There’s the longest pause. ‘I’m on my way.’

It takes forty minutes for him to get here. I know then how much I've changed, because the old me would have rushed up to the bathroom to sort out my hair and make up, would've done a quick tidy of my already immaculate house. Instead I spend another frantic forty minutes trying to log onto Charlotte’s Facebook and going through her room, it's only when Luke arrives that I become conscious of how I look.

I know I look a mess, and I'm conscious too of the state of the house, all the breakfast things are still over the benches and there are coffee cups and magazines everywhere. Things aren’t sliding again I want to tell him, that was because I had another row with Charlotte, that’s why the house looks like a before shot.

Except it's after.

He's not looking so hot either – he hasn't shaved this morning and his shirt’s a bit crumpled. I guess living alone, or living the bachelor life is taking its toll, or perhaps just some getting used to.

‘Make a drink,’ Luke says and I remember that I haven't had one since breakfast. ‘Then we'll talk.’

He's actually very calming, in that he doesn't dash to the computer, or blurt out what's happening. I make a drink but when I walk in the living room I can see his face is serious, really serious.

I know this isn’t good.

‘There's a girl, Felicity,’ Luke starts. ‘She posted a couple of things on Charlotte’s wall - I can't even remember what they were, but they weren’t nice - they weren’t outright horrible but a few people liked them.’ He looks at me. ‘You do know what like is?’

‘Sort of,’ I lie.

So I'm given a brief lesson on social networking - it would seem that Felicity said something a little bit mean and a few of Charlotte's friends ticked that they liked it, or gave smiley face comments - and then it got nastier. ‘Charlotte’s ponyless.’ He sees me frown and he nods. ‘Felicity did a little sad face after, so I guess, you could say, she wasn't being nasty, but she was, Lucy – because a couple of weeks ago she wrote… ponyless, fatherless, pointless.’

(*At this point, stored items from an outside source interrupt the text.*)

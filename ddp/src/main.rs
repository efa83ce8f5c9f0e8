//! ddp-launch - spawn and run data-parallel workers on one node
//!
//! ## Commands
//!
//! - `run` - Spawn one worker process per rank and wait for all of them
//! - `worker` - Run a single rank (spawned by `run`, configured through the
//!   `RANK`, `WORLD_SIZE`, `LOCAL_RANK` and `MASTER_*` variables)
//! - `generate-config` - Write the default configuration file

use anyhow::{bail, Context, Result};
use clap::{Parser, Subcommand};
use ddp::env::{EnvStore, LOCAL_RANK, MASTER_ADDR, MASTER_PORT, RANK, WORLD_SIZE};
use ddp::observability::{init_logging, init_simple_logging};
use ddp::{
    copy_source, init_processes, LauncherConfig, ProcessEnv, ReduceOp, Rendezvous, Tensor,
    WorkerContext,
};
use std::path::{Path, PathBuf};
use std::process::{Child, Command};
use tracing::{error, info};

const DEFAULT_CONFIG_PATH: &str = "~/.ddp/launch.toml";

/// Data-parallel process launcher
#[derive(Parser, Debug)]
#[command(name = "ddp-launch")]
#[command(about = "Launch data-parallel workers sharing a process group", long_about = None)]
#[command(version)]
struct Cli {
    #[command(subcommand)]
    command: Commands,
}

#[derive(Subcommand, Debug)]
enum Commands {
    /// Spawn one worker per rank on this node
    Run {
        /// Worker processes to start (overrides config file)
        #[arg(short = 'n', long = "nproc-per-node")]
        nproc_per_node: Option<usize>,

        /// Rendezvous address (overrides config file)
        #[arg(long)]
        master_address: Option<String>,

        /// Rendezvous port (overrides config file)
        #[arg(long)]
        master_port: Option<u16>,

        /// Configuration file path
        #[arg(short, long, default_value = DEFAULT_CONFIG_PATH)]
        config: String,

        /// Override log level (trace, debug, info, warn, error)
        #[arg(short, long)]
        log_level: Option<String>,

        /// Parameter tensors each worker synchronizes
        #[arg(short, long, default_value = "4")]
        params: usize,

        /// Directory receiving a copy of the configuration used for the run
        #[arg(short, long)]
        output_dir: Option<PathBuf>,
    },

    /// Run a single rank
    Worker {
        /// Configuration file path
        #[arg(short, long, default_value = DEFAULT_CONFIG_PATH)]
        config: String,

        /// Worker processes on this node (overrides config file)
        #[arg(short = 'n', long = "nproc-per-node")]
        nproc_per_node: Option<usize>,

        /// Override log level (trace, debug, info, warn, error)
        #[arg(short, long)]
        log_level: Option<String>,

        /// Parameter tensors to synchronize
        #[arg(short, long, default_value = "4")]
        params: usize,
    },

    /// Generate default config and exit
    GenerateConfig {
        /// Configuration file path
        #[arg(short, long, default_value = DEFAULT_CONFIG_PATH)]
        config: String,
    },
}

fn main() -> Result<()> {
    let cli = Cli::parse();

    match cli.command {
        Commands::Run {
            nproc_per_node,
            master_address,
            master_port,
            config,
            log_level,
            params,
            output_dir,
        } => {
            let config_path = expand_path(&config);
            let mut launcher_config = load_or_create(&config_path)?;

            if let Some(n) = nproc_per_node {
                launcher_config.launch.num_process_per_node = n;
            }
            if let Some(address) = master_address {
                launcher_config.launch.master_address = address;
            }
            if let Some(port) = master_port {
                launcher_config.launch.master_port = port;
            }
            if let Some(level) = log_level {
                launcher_config.logging.level = level;
            }
            launcher_config
                .validate()
                .context("Invalid launch configuration")?;

            init_logging(&launcher_config.logging, None)?;
            cmd_run(&launcher_config, &config_path, params, output_dir.as_deref())?;
        }

        Commands::Worker {
            config,
            nproc_per_node,
            log_level,
            params,
        } => {
            let config_path = expand_path(&config);
            let mut launcher_config = if config_path.exists() {
                LauncherConfig::load(&config_path)?
            } else {
                LauncherConfig::default()
            };

            if let Some(n) = nproc_per_node {
                launcher_config.launch.num_process_per_node = n;
            }
            if let Some(level) = log_level {
                launcher_config.logging.level = level;
            }

            cmd_worker(launcher_config, params)?;
        }

        Commands::GenerateConfig { config } => {
            init_simple_logging("warn")?;
            let config_path = expand_path(&config);
            LauncherConfig::default().save(&config_path)?;

            println!("Generated default configuration at: {}", config_path.display());
            println!("\nEdit the configuration file and then start workers with:");
            println!("  ddp-launch run --config {} --nproc-per-node 2", config);
        }
    }

    Ok(())
}

fn expand_path(path: &str) -> PathBuf {
    PathBuf::from(shellexpand::tilde(path).as_ref())
}

fn load_or_create(path: &Path) -> Result<LauncherConfig> {
    if path.exists() {
        return LauncherConfig::load(path)
            .with_context(|| format!("Failed to load {}", path.display()));
    }

    // Auto-generate default config on first run
    let config = LauncherConfig::default();
    config
        .save(path)
        .with_context(|| format!("Failed to create {}", path.display()))?;
    println!("First run detected - created default configuration at: {}", path.display());

    Ok(config)
}

fn cmd_run(
    config: &LauncherConfig,
    config_path: &Path,
    params: usize,
    output_dir: Option<&Path>,
) -> Result<()> {
    let world_size = config.launch.num_process_per_node;

    // Children inherit the defaulted rendezvous variables
    let rendezvous = Rendezvous::from_env(&ProcessEnv, &config.launch)?;

    if let Some(dir) = output_dir {
        std::fs::create_dir_all(dir)
            .with_context(|| format!("Failed to create {}", dir.display()))?;
        if already_in_dir(config_path, dir) {
            info!(dir = %dir.display(), "Configuration already lives in the output directory");
        } else {
            copy_source(config_path, dir)?;
        }
    }

    info!(
        world_size,
        endpoint = %rendezvous.endpoint(),
        params,
        "Launching workers"
    );

    let exe = std::env::current_exe().context("Cannot locate the ddp-launch executable")?;
    let mut children: Vec<(usize, Child)> = Vec::with_capacity(world_size);

    for rank in 0..world_size {
        let mut command = Command::new(&exe);
        command
            .arg("worker")
            .arg("--config")
            .arg(config_path)
            .arg("--nproc-per-node")
            .arg(world_size.to_string())
            .arg("--log-level")
            .arg(&config.logging.level)
            .arg("--params")
            .arg(params.to_string())
            .env(RANK, rank.to_string())
            .env(WORLD_SIZE, world_size.to_string())
            .env(LOCAL_RANK, rank.to_string())
            .env(MASTER_ADDR, &rendezvous.master_addr)
            .env(MASTER_PORT, rendezvous.master_port.to_string());

        match command.spawn() {
            Ok(child) => children.push((rank, child)),
            Err(e) => {
                // Don't leave the ranks already started waiting on rendezvous
                for (_, child) in children.iter_mut() {
                    let _ = child.kill();
                    let _ = child.wait();
                }
                return Err(e).with_context(|| format!("Failed to spawn rank {rank}"));
            }
        }
    }

    let mut failed = Vec::new();
    for (rank, mut child) in children {
        let status = child
            .wait()
            .with_context(|| format!("Failed to wait for rank {rank}"))?;

        if status.success() {
            info!(rank, "Worker finished");
        } else {
            error!(rank, %status, "Worker failed");
            failed.push(rank);
        }
    }

    if !failed.is_empty() {
        bail!("{} of {} workers failed (ranks {:?})", failed.len(), world_size, failed);
    }

    println!("All {world_size} workers finished with identical parameters");
    Ok(())
}

fn cmd_worker(mut config: LauncherConfig, params: usize) -> Result<()> {
    let env = ProcessEnv;
    let rank = env_usize(&env, RANK)?.unwrap_or(0);
    let world_size = env_usize(&env, WORLD_SIZE)?;
    if let Some(local_rank) = env_usize(&env, LOCAL_RANK)? {
        config.launch.local_rank = Some(local_rank);
    }

    init_logging(&config.logging, Some(rank))?;

    let checksum = init_processes(
        rank,
        world_size,
        |ctx| sync_parameters(ctx, params),
        &config.launch,
    )?;

    println!("rank {rank}: parameters in sync (checksum {checksum:.3})");
    Ok(())
}

/// Build rank-dependent parameters, take rank 0's copy, and check that every
/// rank ended up with the same values.
fn sync_parameters(ctx: WorkerContext<'_>, params: usize) -> Result<f64> {
    let mut tensors: Vec<Tensor> = (0..params)
        .map(|i| Tensor::filled(vec![4, 4], (ctx.rank * 100 + i) as f32))
        .collect();

    ctx.broadcast_params(&mut tensors)?;

    let local: f64 = tensors.iter().map(Tensor::checksum).sum();
    let mut mean = [local as f32];
    if let Some(group) = ctx.group() {
        group.all_reduce(&mut mean, ReduceOp::Mean)?;
    }

    let tolerance = 1e-3 * local.abs().max(1.0);
    if (f64::from(mean[0]) - local).abs() > tolerance {
        bail!(
            "rank {} holds checksum {local}, group mean is {}",
            ctx.rank,
            mean[0]
        );
    }

    info!(
        rank = ctx.rank,
        world_size = ctx.world_size,
        device = ?ctx.device,
        checksum = local,
        "Parameters synchronized"
    );
    Ok(local)
}

fn already_in_dir(file: &Path, dir: &Path) -> bool {
    let parent = std::fs::canonicalize(file)
        .ok()
        .and_then(|f| f.parent().map(Path::to_path_buf));
    match (parent, std::fs::canonicalize(dir)) {
        (Some(parent), Ok(dir)) => parent == dir,
        _ => false,
    }
}

fn env_usize(env: &dyn EnvStore, key: &str) -> Result<Option<usize>> {
    env.get(key)
        .map(|value| {
            value
                .trim()
                .parse::<usize>()
                .with_context(|| format!("{key}={value:?} is not a non-negative integer"))
        })
        .transpose()
}
use crate::config::LoggingConfig;
use tracing_subscriber::{fmt, layer::SubscriberExt, util::SubscriberInitExt, EnvFilter};

/// Initialize logging for a launcher or a worker
///
/// - Stdout in `pretty` or `json` format, per `config.format`
/// - When `config.log_dir` is set, also `rank-<n>.log` (or `launcher.log`)
///   in that directory, without colors
/// - `RUST_LOG` overrides `config.level`
pub fn init_logging(config: &LoggingConfig, rank: Option<usize>) -> anyhow::Result<()> {
    let env_filter =
        EnvFilter::try_from_default_env().unwrap_or_else(|_| EnvFilter::new(&config.level));

    let file_layer = match &config.log_dir {
        Some(dir) => {
            std::fs::create_dir_all(dir)?;
            let file_name = match rank {
                Some(rank) => format!("rank-{rank}.log"),
                None => "launcher.log".to_string(),
            };
            let appender = tracing_appender::rolling::never(dir, file_name);
            Some(
                fmt::layer()
                    .with_writer(appender)
                    .with_ansi(false)
                    .with_target(true)
                    .with_line_number(true),
            )
        }
        None => None,
    };

    let registry = tracing_subscriber::registry()
        .with(env_filter)
        .with(file_layer);

    let initialized = if config.format == "json" {
        registry
            .with(fmt::layer().json().with_writer(std::io::stdout))
            .try_init()
    } else {
        registry
            .with(fmt::layer().pretty().with_writer(std::io::stdout))
            .try_init()
    };
    initialized.map_err(|e| anyhow::anyhow!("Failed to initialize logging: {}", e))?;

    tracing::debug!(
        level = %config.level,
        format = %config.format,
        rank = ?rank,
        "Logging initialized"
    );

    Ok(())
}

/// Stdout-only logging at `level`, for short-lived CLI commands.
pub fn init_simple_logging(level: &str) -> anyhow::Result<()> {
    let config = LoggingConfig {
        level: level.to_string(),
        ..LoggingConfig::default()
    };
    init_logging(&config, None)
}
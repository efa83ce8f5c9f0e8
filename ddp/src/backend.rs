use crate::config::Rendezvous;
use crate::errors::Result;
use crate::transport::{TcpTransportFactory, Transport};
use serde::{Deserialize, Serialize};
use std::fmt;
use std::panic::{self, AssertUnwindSafe};
use std::sync::Arc;
use tracing::{debug, info, warn};

/// Transport family backing a process group.
#[derive(Debug, Clone, Copy, PartialEq, Eq, Hash, Serialize, Deserialize)]
#[serde(rename_all = "lowercase")]
pub enum Backend {
    /// GPU-direct collectives
    Nccl,
    /// Socket-based fallback
    Tcp,
}

impl fmt::Display for Backend {
    fn fmt(&self, f: &mut fmt::Formatter<'_>) -> fmt::Result {
        match self {
            Backend::Nccl => f.write_str("nccl"),
            Backend::Tcp => f.write_str("tcp"),
        }
    }
}

/// Host platform, as far as backend selection cares.
#[derive(Debug, Clone, Copy, PartialEq, Eq)]
pub enum Platform {
    Windows,
    Unix,
}

impl Platform {
    pub fn current() -> Self {
        if cfg!(windows) {
            Platform::Windows
        } else {
            Platform::Unix
        }
    }
}

/// Creates connected transports for one backend.
pub trait TransportFactory: Send + Sync {
    fn backend(&self) -> Backend;

    /// Whether the backend can be used on this host.
    fn probe(&self) -> Result<bool>;

    /// Join the group described by `rendezvous` as `rank`.
    fn connect(
        &self,
        rendezvous: &Rendezvous,
        rank: usize,
        world_size: usize,
    ) -> Result<Box<dyn Transport>>;
}

/// Chooses between an optional accelerated transport and the fallback.
#[derive(Clone)]
pub struct BackendSelector {
    platform: Platform,
    accelerated: Option<Arc<dyn TransportFactory>>,
    fallback: Arc<dyn TransportFactory>,
}

impl Default for BackendSelector {
    fn default() -> Self {
        Self {
            platform: Platform::current(),
            accelerated: None,
            fallback: Arc::new(TcpTransportFactory),
        }
    }
}

impl fmt::Debug for BackendSelector {
    fn fmt(&self, f: &mut fmt::Formatter<'_>) -> fmt::Result {
        f.debug_struct("BackendSelector")
            .field("platform", &self.platform)
            .field("accelerated", &self.accelerated.as_ref().map(|a| a.backend()))
            .field("fallback", &self.fallback.backend())
            .finish()
    }
}

impl BackendSelector {
    pub fn new(platform: Platform, fallback: Arc<dyn TransportFactory>) -> Self {
        Self {
            platform,
            accelerated: None,
            fallback,
        }
    }

    pub fn with_platform(mut self, platform: Platform) -> Self {
        self.platform = platform;
        self
    }

    pub fn with_accelerated(mut self, factory: Arc<dyn TransportFactory>) -> Self {
        self.accelerated = Some(factory);
        self
    }

    pub fn with_fallback(mut self, factory: Arc<dyn TransportFactory>) -> Self {
        self.fallback = factory;
        self
    }

    pub fn platform(&self) -> Platform {
        self.platform
    }

    /// Pick the factory to initialize the process group with.
    ///
    /// The accelerated transport is only considered off Windows, and only
    /// when its probe answers `true`. A probe that errors or panics counts
    /// as unavailable.
    pub fn select(&self) -> Arc<dyn TransportFactory> {
        let chosen = match (&self.accelerated, self.platform) {
            (Some(accelerated), Platform::Unix) if probe_available(accelerated.as_ref()) => {
                Arc::clone(accelerated)
            }
            (Some(accelerated), Platform::Windows) => {
                debug!(
                    backend = %accelerated.backend(),
                    "Accelerated backend not considered on Windows"
                );
                Arc::clone(&self.fallback)
            }
            _ => Arc::clone(&self.fallback),
        };

        info!(backend = %chosen.backend(), platform = ?self.platform, "Selected backend");
        chosen
    }
}

fn probe_available(factory: &dyn TransportFactory) -> bool {
    match panic::catch_unwind(AssertUnwindSafe(|| factory.probe())) {
        Ok(Ok(available)) => {
            debug!(backend = %factory.backend(), available, "Backend probe finished");
            available
        }
        Ok(Err(e)) => {
            warn!(backend = %factory.backend(), error = %e, "Backend probe failed, falling back");
            false
        }
        Err(_) => {
            warn!(backend = %factory.backend(), "Backend probe panicked, falling back");
            false
        }
    }
}
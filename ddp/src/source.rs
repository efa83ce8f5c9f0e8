use crate::errors::{DdpError, Result};
use std::path::{Path, PathBuf};
use tracing::info;

/// Copy `file` into `output_dir`, keeping its file name.
///
/// Used to snapshot the script or config a run was started with next to its
/// outputs. `output_dir` must already exist. An existing copy is overwritten,
/// but copying a file onto itself is refused: the copy would truncate it.
pub fn copy_source(file: &Path, output_dir: &Path) -> Result<PathBuf> {
    let name = file.file_name().ok_or_else(|| {
        DdpError::Config(format!("{} does not name a file", file.display()))
    })?;
    let destination = output_dir.join(name);

    if is_same_file(file, &destination) {
        return Err(DdpError::Config(format!(
            "{} and {} are the same file",
            file.display(),
            destination.display()
        )));
    }

    std::fs::copy(file, &destination).map_err(|e| {
        tracing::error!(
            from = %file.display(),
            to = %destination.display(),
            error = %e,
            "Failed to copy source file"
        );
        e
    })?;

    info!(from = %file.display(), to = %destination.display(), "Copied source file");
    Ok(destination)
}

// A destination that does not exist yet cannot alias the source
fn is_same_file(a: &Path, b: &Path) -> bool {
    match (std::fs::canonicalize(a), std::fs::canonicalize(b)) {
        (Ok(a), Ok(b)) => a == b,
        _ => false,
    }
}
//! Worker bootstrap: pick a backend, join the group, run, tear down

use crate::backend::{BackendSelector, Platform, TransportFactory};
use crate::config::{LaunchArgs, Rendezvous};
use crate::device::{select_device, CpuOnly, DeviceManager};
use crate::env::{EnvStore, ProcessEnv, MASTER_ADDR, MASTER_PORT};
use crate::errors::{DdpError, Result};
use crate::process_group::ProcessGroup;
use crate::tensor::Tensor;
use std::fmt;
use std::sync::Arc;
use tracing::{debug, info, warn};

/// What the user function gets to see about its place in the group.
#[derive(Debug, Clone, Copy)]
pub struct WorkerContext<'a> {
    /// Global rank, as passed to the launcher
    pub rank: usize,
    /// Number of ranks in the group; 1 without a process group
    pub world_size: usize,
    /// Device index this worker asked for
    pub gpu: usize,
    /// Device actually selected, if an accelerator with that index exists
    pub device: Option<usize>,
    pub args: &'a LaunchArgs,
    group: Option<&'a ProcessGroup>,
}

impl<'a> WorkerContext<'a> {
    pub fn group(&self) -> Option<&'a ProcessGroup> {
        self.group
    }

    pub fn is_distributed(&self) -> bool {
        self.group.is_some()
    }

    pub fn is_main_process(&self) -> bool {
        self.rank == 0
    }

    /// See [`broadcast_params`].
    pub fn broadcast_params<'p, I>(&self, params: I) -> Result<()>
    where
        I: IntoIterator<Item = &'p mut Tensor>,
    {
        broadcast_params(self.group, params)
    }

    /// Wait for every rank; a no-op without a process group.
    pub fn barrier(&self) -> Result<()> {
        match self.group {
            Some(group) => group.barrier(),
            None => Ok(()),
        }
    }
}

/// Runs a user function inside a process group.
#[derive(Clone)]
pub struct Launcher {
    env: Arc<dyn EnvStore>,
    devices: Arc<dyn DeviceManager>,
    selector: BackendSelector,
}
//! Tracing subscriber setup for the launcher and its workers

pub mod logging;

pub use logging::{init_logging, init_simple_logging};
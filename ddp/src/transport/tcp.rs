//! Socket-based fallback transport
//!
//! Rank 0 listens on the master port and every other rank connects to it.
//! Collectives are relayed through rank 0, so each worker holds exactly one
//! connection. The transport owns a current-thread tokio runtime and blocks
//! on it, which means it must not be driven from inside another tokio
//! runtime.

use super::wire::{read_frame, write_frame, Frame};
use super::{ReduceOp, Transport};
use crate::backend::{Backend, TransportFactory};
use crate::config::Rendezvous;
use crate::errors::{DdpError, Result};
use std::future::Future;
use std::io;
use std::net::{IpAddr, Ipv4Addr, Ipv6Addr, SocketAddr};
use std::time::Duration;
use tokio::io::AsyncWriteExt;
use tokio::net::{TcpListener, TcpStream};
use tokio::runtime::Runtime;
use tracing::{debug, info};
use uuid::Uuid;

/// Pause between attempts to reach rank 0
const CONNECT_RETRY_INTERVAL: Duration = Duration::from_millis(100);

/// Upper bound on a graceful shutdown
const SHUTDOWN_TIMEOUT: Duration = Duration::from_secs(5);

/// Factory for [`TcpTransport`]; always available.
#[derive(Debug, Default, Clone, Copy)]
pub struct TcpTransportFactory;

impl TransportFactory for TcpTransportFactory {
    fn backend(&self) -> Backend {
        Backend::Tcp
    }

    fn probe(&self) -> Result<bool> {
        Ok(true)
    }

    fn connect(
        &self,
        rendezvous: &Rendezvous,
        rank: usize,
        world_size: usize,
    ) -> Result<Box<dyn Transport>> {
        Ok(Box::new(TcpTransport::connect(rendezvous, rank, world_size)?))
    }
}

struct Peer {
    rank: usize,
    stream: TcpStream,
}

enum Role {
    /// Rank 0, holding one connection per other rank, ordered by rank
    Master { peers: Vec<Peer> },
    /// Any other rank, connected to rank 0 only
    Worker { master: TcpStream },
}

The posts have been taken down he tells me, they only stay up for an hour so, normally after-school. I think of her in the house alone, dealing with whatever it is they’re saying.

‘Why hasn't she told me?’

‘She probably doesn't want to upset you, or maybe she’s embarrassed to tell you.’

‘Why would she be embarrassed?’

‘Because,’ Luke tells me, as only Luke can - utterly void of emotion, he tells me what’s been going on. ‘A lot of the posts are about you.’

I flinch with every line he delivers.